Le Montebello est en feu ; son embossure a été coupée. Une bombe a traversé tous les ponts du Charlemagne et est venue éclater dans sa machine. La carène du Napoléon est percée à deux pieds au-dessous de la flottaison, et son maître calfat qui s’est bravement jeté à la mer a grand’peine à la tamponner. Les vaisseaux anglais embossés près des récifs qui prolongent le port à l’est, pour prendre en écharpe le fort de Constantin, ont leurs mâtures brisées et leurs murailles enfoncées par les projectiles ennemis.

L’action est générale, c’est un mugissement formidable. Les forts, les vaisseaux, le ciel, la mer, se perdent derrière une épaisse fumée. Les flots bouillonnent sous cet orage de boulets.

La batterie de la Quarantaine est écrasée, éteinte et abandonnée. Tous les efforts de l’artillerie russe sont brisés. Le magasin à poudre du fort Constantin a fait explosion.

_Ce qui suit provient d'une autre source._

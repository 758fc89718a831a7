//! Core of mwfetch, a client for MediaWiki-style JSON APIs.
//!
//! The [`Fetcher`] issues GET and form POST calls through an injected
//! [`Transport`], performs the two-phase "fetch auth token, then write"
//! protocol, and tracks every in-flight request in a [`CancellationRegistry`]
//! so callers can cancel one request or all of them from any thread.
//!
//! ## Architectural Layer
//!
//! **Protocol logic + port definitions.** This crate has no HTTP client
//! dependency. It defines [`Transport`] and [`EndpointResolver`]; the
//! `http-transport` crate supplies the `reqwest`-backed implementations.
//!
//! ## Module Layout
//!
//! | Module | Contents |
//! |--------|----------|
//! | [`identifiers`] | [`CancellationKey`] |
//! | [`tokens`] | [`TokenKind`], [`Token`] |
//! | [`errors`] | [`RequestError`], [`ParameterError`], [`TransportError`] |
//! | [`ports`] | [`Transport`], [`EndpointResolver`] and the values crossing them |
//! | [`registry`] | [`CancellationRegistry`], [`InFlight`] |
//! | [`token_service`] | Token request parameters and response parsing |
//! | [`write_protocol`] | Token merging for tokenized writes |
//!
//! ## Example
//!
//! ```no_run
//! # use std::sync::Arc;
//! # use fetcher::{Fetcher, Parameters, TokenKind, Transport, EndpointResolver};
//! # async fn demo(transport: Arc<dyn Transport>, endpoints: Arc<dyn EndpointResolver>) {
//! let fetcher = Fetcher::new(transport, endpoints);
//! let body = Parameters::from([
//!     ("action".to_string(), "edit".to_string()),
//!     ("title".to_string(), "Sandbox".to_string()),
//! ]);
//! let pending = fetcher.spawn_tokenized_post(TokenKind::Csrf, "en.wikipedia.org", body, None);
//! let key = pending.key().clone();
//! // From any thread: fetcher.cancel(&key);
//! let result = pending.wait().await;
//! # let _ = (key, result);
//! # }
//! ```

mod client;
pub mod errors;
pub mod identifiers;
pub mod ports;
pub mod registry;
pub mod token_service;
pub mod tokens;
pub mod write_protocol;

#[cfg(any(test, feature = "test-support"))]
pub mod mocks;

// Re-export everything at the crate root for ergonomic usage by downstream crates.
pub use client::{Fetcher, PendingRequest};
pub use errors::{BoxError, ParameterError, RequestError, TransportError};
pub use identifiers::CancellationKey;
pub use ports::{ApiResponse, EndpointResolver, JsonObject, Parameters, ResponseMeta, Transport};
pub use registry::{CancellationRegistry, InFlight};
pub use token_service::{parse_token, token_request_parameters};
pub use tokens::{ParseTokenKindError, Token, TokenKind, ANONYMOUS_TOKEN};
pub use write_protocol::merge_token;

Pendant toute la journée, le bombardement continue sans relâche. La nuit elle-même ne met pas fin au combat, car les batteries supérieures de l’ennemi redoublent de vivacité. Cependant nos vaisseaux s’éloignent un à un, comme à regret, et regagnent leur mouillage, salués par un feu de file roulant de tous les canons russes.

Ce qui nous consolait d’avoir combattu un ennemi invisible et des forts redoutables, c’est que cette diversion de la flotte avait soulagé l’armée de terre qui avait pu continuer ses travaux d’approche sans être inquiétée, mais au prix de quels dangers et de quels sacrifices !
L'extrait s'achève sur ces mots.